Task directions »
In the records below, find the lines that include "from" and copy each.

(Data records)
Content starts
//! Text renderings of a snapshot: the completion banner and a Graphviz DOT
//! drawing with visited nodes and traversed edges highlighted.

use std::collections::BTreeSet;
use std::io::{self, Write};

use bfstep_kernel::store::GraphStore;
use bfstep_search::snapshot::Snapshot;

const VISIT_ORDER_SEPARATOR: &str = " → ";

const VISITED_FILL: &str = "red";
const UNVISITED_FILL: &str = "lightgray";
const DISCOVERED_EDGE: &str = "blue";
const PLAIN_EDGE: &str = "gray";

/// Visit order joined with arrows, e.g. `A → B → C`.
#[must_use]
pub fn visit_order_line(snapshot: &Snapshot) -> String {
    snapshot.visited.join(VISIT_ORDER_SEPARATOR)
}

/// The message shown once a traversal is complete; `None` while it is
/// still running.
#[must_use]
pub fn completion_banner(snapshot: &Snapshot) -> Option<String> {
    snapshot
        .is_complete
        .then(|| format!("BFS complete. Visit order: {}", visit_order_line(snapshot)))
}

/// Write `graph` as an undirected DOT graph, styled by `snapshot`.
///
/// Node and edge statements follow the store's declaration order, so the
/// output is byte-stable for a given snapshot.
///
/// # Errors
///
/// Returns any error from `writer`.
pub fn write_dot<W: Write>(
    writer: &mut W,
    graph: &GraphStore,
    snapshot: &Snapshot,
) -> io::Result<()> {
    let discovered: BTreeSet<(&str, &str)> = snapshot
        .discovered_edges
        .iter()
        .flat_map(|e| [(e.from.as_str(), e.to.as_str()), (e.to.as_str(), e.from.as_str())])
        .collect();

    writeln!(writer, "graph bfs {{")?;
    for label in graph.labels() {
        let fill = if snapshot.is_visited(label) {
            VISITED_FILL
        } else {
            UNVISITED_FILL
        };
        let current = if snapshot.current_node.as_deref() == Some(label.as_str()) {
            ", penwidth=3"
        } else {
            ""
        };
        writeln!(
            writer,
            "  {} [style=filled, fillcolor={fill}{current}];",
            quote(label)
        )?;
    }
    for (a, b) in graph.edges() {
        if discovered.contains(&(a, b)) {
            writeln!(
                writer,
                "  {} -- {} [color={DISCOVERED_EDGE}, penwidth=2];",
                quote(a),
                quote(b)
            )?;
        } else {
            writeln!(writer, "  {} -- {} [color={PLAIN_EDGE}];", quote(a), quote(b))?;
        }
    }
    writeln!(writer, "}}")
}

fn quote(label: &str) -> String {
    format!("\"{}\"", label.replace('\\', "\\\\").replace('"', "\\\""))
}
Content ends
Output for this task »
/// Returns any error from `writer`.
        .flat_map(|e| [(e.from.as_str(), e.to.as_str()), (e.to.as_str(), e.from.as_str())])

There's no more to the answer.